I just bought a non-running 1987 300tdt with 143k. The guy/mechanic that sold it to me said that there IS fuel coming out of the lift pump (he replaced it), but nothing coming out of the injection lines to the injectors - I've read a bunch of threads about it and different ideas to diagnose it or fix it. He didn't seem to know too much about diesels and was going to part out the car!! I hope I can get it running,..... and it does run, shift, brake, etc

Attached is a picture from earlier this week when I got her home. It was a several hundred mile trip each way.....I hope it was worth it. I bought it for $1500 and will soon know if i paid too much, or was a decent price. I spent more on toll roads (4 axle) than I did motel and diesel (all the way on veg oil in the Excursion)
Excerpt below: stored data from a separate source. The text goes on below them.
/// Drive the host and a mock device until the device sees Complete.
async fn pump_handshake<F>(
    adapter: &Arc<Adapter>,
    transport: &LoopbackTransport,
    mut handle: F,
) -> bool
where
    F: FnMut(&[u8]) -> (Vec<Vec<u8>>, bool),
{
    let mut pump = AuthPump::new();
    let mut sequence = 0x10u8;
    for _ in 0..12 {
        let payloads = pump.drain(transport);
        let mut done = false;
        for payload in payloads {
            let (replies, finished) = handle(&payload);
            done |= finished;
            for reply in replies {
                sequence = sequence.wrapping_add(1);
                adapter
                    .process_packet(&device_packet(
                        cmd::AUTHENTICATE,
                        0,
                        FLAG_INTERNAL,
                        sequence,
                        &reply,
                    ))
                    .await
                    .unwrap();
            }
        }
        settle().await;
        if done {
            return true;
        }
    }
    false
}

// ══════════════════════════════════════════════════════════════════════════════
//  Authentication
// ══════════════════════════════════════════════════════════════════════════════

#[tokio::test]
async fn handshake_v1_derives_matching_session_key() {
    let bus = Bus::new();
    let transport = LoopbackTransport::new();
    bus.register_driver(Arc::new(GamepadDriver {
        authenticate: true,
        ..GamepadDriver::default()
    }));
    let adapter = Adapter::new(bus, transport.clone(), &GipConfig::default());
    bring_up(&adapter, &[GAMEPAD_CLASS], &[]).await;

    let device = Arc::new(Mutex::new(DeviceV1::new()));
    let finished = {
        let device = device.clone();
        pump_handshake(&adapter, &transport, move |payload| {
            let mut device = device.lock().unwrap();
            let replies = device.handle(payload);
            (replies, device.done)
        })
        .await
    };
    assert!(finished, "device saw the completion notice");

    let installed = transport
        .encryption_key
        .lock()
        .unwrap()
        .expect("session key installed on the transport");
    assert_eq!(installed, device.lock().unwrap().expected_session_key());
}

#[tokio::test]
async fn handshake_v2_derives_matching_session_key() {
    let bus = Bus::new();
    let transport = LoopbackTransport::new();
    bus.register_driver(Arc::new(GamepadDriver {
        authenticate: true,
        ..GamepadDriver::default()
    }));
    let adapter = Adapter::new(bus, transport.clone(), &GipConfig::default());
    bring_up(&adapter, &[GAMEPAD_CLASS], &[]).await;

    let device = Arc::new(Mutex::new(DeviceV2::new()));
    let finished = {
        let device = device.clone();
        pump_handshake(&adapter, &transport, move |payload| {
            let mut device = device.lock().unwrap();
            let replies = device.handle(payload);
            (replies, device.done)
        })
        .await
    };
    assert!(finished, "device saw the completion notice");

    let installed = transport
        .encryption_key
        .lock()
        .unwrap()
        .expect("session key installed on the transport");
    assert_eq!(installed, device.lock().unwrap().expected_session_key());
}

#[tokio::test]
async fn handshake_aborts_on_tampered_finish() {
    let bus = Bus::new();
    let transport = LoopbackTransport::new();
    bus.register_driver(Arc::new(GamepadDriver {
        authenticate: true,
        ..GamepadDriver::default()
    }));
    let adapter = Adapter::new(bus, transport.clone(), &GipConfig::default());
    bring_up(&adapter, &[GAMEPAD_CLASS], &[]).await;

    let device = Arc::new(Mutex::new(DeviceV1::new()));
    let finished = {
        let device = device.clone();
        pump_handshake(&adapter, &transport, move |payload| {
            let mut device = device.lock().unwrap();
            let mut replies = device.handle(payload);
            // Corrupt the device Finished value on its way out.
            for reply in &mut replies {
                if reply[0] == authcmd::CLIENT_FINISH {
                    let last = reply.len() - 1;
                    reply[last] ^= 0xff;
                }
            }
            (replies, device.done)
        })
        .await
    };

    assert!(!finished, "no completion after a bad Finished");
    assert!(
        transport.encryption_key.lock().unwrap().is_none(),
        "no key installed"
    );
}

#[tokio::test]
async fn handshake_aborts_when_certificate_has_no_key() {
    let bus = Bus::new();
    let transport = LoopbackTransport::new();
    bus.register_driver(Arc::new(GamepadDriver {
        authenticate: true,
        ..GamepadDriver::default()
    }));
    let adapter = Adapter::new(bus, transport.clone(), &GipConfig::default());
    bring_up(&adapter, &[GAMEPAD_CLASS], &[]).await;

    let device = Arc::new(Mutex::new(DeviceV1::new()));
    device.lock().unwrap().certificate = vec![0xee; 512];

    let finished = {
        let device = device.clone();
        pump_handshake(&adapter, &transport, move |payload| {
            let mut device = device.lock().unwrap();
            let replies = device.handle(payload);
            (replies, device.done)
        })
        .await
    };

    assert!(!finished);
    assert!(transport.encryption_key.lock().unwrap().is_none());
}

#[tokio::test]
async fn handshake_aborts_on_peer_error_byte() {
    let bus = Bus::new();
    let transport = LoopbackTransport::new();
    bus.register_driver(Arc::new(GamepadDriver {
        authenticate: true,
        ..GamepadDriver::default()
    }));
    let adapter = Adapter::new(bus, transport.clone(), &GipConfig::default());
    bring_up(&adapter, &[GAMEPAD_CLASS], &[]).await;
    settle().await;

    // Respond to the hello with a non-zero error byte.
    let mut response = build_control(authcmd::HOST_HELLO);
    response[1] = 0x2a;
    adapter
        .process_packet(&device_packet(
            cmd::AUTHENTICATE,
            0,
            FLAG_INTERNAL,
            9,
            &response,
        ))
        .await
        .unwrap();
    settle().await;

    // The handshake stopped: nothing further goes out and no key lands,
    // but the client keeps delivering input.
    let auth_count = transport
        .data_packets()
        .iter()
        .filter(|(header, _)| header.command == cmd::AUTHENTICATE)
        .count();
    assert_eq!(auth_count, 1, "only the host hello went out");
    assert!(transport.encryption_key.lock().unwrap().is_none());

    adapter
        .process_packet(&device_packet(cmd::INPUT, 0, 0, 10, &[0u8; 12]))
        .await
        .unwrap();
}

// ══════════════════════════════════════════════════════════════════════════════
//  Wireless end-to-end
// ══════════════════════════════════════════════════════════════════════════════

#[derive(Default)]
struct MockRadio {
    calls: Mutex<Vec<String>>,
    leds: Mutex<Vec<u8>>,
    wake: AtomicI32,
    sent: Mutex<Vec<Vec<u8>>>,
}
I will be checking the return line for fuel flow first, bleeding air next, checking the banjo fuel return bolt after that (not sure if mine is the serviceable one) to check the spring length. Not sure where the vacuum lines to the shutoff valve is either to check?? pic of it??? Does my car have a primer bulb?

Worst case, I did find a good used IP for $200 that I bought the day before I bought the car. I hope I don't need it, but it is nice to have an extra.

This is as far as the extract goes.